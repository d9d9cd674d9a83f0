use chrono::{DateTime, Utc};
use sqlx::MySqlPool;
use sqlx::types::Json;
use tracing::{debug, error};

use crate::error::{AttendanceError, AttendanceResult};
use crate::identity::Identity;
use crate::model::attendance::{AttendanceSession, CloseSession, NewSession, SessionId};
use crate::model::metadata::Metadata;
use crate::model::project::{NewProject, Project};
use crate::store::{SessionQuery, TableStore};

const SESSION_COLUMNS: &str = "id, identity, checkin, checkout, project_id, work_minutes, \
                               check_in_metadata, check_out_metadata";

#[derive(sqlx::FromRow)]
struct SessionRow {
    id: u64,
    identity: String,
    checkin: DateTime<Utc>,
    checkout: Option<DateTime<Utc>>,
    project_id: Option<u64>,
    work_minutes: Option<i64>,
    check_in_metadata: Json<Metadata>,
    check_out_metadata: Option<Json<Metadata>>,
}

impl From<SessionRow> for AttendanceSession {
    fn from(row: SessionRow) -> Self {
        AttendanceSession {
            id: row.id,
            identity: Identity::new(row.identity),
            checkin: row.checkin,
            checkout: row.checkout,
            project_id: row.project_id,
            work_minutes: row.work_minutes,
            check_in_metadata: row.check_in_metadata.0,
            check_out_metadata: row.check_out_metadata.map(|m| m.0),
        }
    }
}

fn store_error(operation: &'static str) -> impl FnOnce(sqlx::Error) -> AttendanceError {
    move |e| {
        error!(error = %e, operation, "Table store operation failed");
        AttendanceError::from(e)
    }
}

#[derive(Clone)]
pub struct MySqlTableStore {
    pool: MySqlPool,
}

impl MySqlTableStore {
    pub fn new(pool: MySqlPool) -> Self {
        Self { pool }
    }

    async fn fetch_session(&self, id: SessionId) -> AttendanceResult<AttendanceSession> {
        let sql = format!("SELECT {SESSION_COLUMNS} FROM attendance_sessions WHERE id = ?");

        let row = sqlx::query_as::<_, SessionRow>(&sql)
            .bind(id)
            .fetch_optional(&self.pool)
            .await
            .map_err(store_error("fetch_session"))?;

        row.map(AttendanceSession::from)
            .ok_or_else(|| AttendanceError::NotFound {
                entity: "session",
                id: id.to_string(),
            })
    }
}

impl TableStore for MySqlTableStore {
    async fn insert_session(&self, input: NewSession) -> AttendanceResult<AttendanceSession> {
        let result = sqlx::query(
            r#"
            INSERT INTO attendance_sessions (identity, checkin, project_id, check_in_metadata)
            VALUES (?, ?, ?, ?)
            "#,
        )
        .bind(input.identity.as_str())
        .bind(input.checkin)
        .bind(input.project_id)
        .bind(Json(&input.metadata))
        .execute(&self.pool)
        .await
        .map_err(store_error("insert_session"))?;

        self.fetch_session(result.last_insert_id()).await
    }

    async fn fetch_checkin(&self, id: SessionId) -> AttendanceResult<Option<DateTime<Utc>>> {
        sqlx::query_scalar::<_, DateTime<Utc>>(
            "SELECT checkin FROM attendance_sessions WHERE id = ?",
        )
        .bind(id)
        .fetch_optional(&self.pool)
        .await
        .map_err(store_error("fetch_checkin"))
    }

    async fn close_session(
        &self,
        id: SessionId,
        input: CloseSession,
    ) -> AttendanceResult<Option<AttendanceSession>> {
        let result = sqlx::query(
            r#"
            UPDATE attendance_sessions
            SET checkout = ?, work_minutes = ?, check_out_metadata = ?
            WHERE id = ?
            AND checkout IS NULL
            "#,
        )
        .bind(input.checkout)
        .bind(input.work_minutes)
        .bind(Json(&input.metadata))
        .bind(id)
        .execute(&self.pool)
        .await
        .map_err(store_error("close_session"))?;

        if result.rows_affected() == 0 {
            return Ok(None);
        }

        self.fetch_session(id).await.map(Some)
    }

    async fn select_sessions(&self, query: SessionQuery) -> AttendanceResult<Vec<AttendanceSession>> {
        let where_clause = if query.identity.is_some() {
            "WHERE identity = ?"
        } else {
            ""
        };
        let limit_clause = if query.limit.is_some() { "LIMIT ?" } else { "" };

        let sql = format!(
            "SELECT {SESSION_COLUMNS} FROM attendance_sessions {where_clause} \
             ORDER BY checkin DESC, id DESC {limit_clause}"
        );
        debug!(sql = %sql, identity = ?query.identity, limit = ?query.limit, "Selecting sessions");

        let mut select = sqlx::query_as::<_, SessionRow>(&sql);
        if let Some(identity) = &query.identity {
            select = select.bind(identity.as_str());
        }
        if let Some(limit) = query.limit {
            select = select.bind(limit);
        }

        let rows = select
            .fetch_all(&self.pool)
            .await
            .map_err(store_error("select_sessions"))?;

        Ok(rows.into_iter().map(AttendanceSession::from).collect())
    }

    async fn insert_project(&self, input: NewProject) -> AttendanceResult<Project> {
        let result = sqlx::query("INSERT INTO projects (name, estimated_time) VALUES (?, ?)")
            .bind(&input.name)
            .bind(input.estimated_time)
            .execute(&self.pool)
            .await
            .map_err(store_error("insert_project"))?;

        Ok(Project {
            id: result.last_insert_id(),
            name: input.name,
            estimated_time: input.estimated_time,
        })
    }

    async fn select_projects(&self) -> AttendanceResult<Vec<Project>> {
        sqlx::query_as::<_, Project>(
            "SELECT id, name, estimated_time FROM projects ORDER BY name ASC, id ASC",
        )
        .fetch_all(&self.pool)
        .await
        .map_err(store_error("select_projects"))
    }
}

-=-=-

*BRIEF*
Please give the number of lines in the listing that hold "NewProject", and no other text.

*YOUR RESPONSE*
2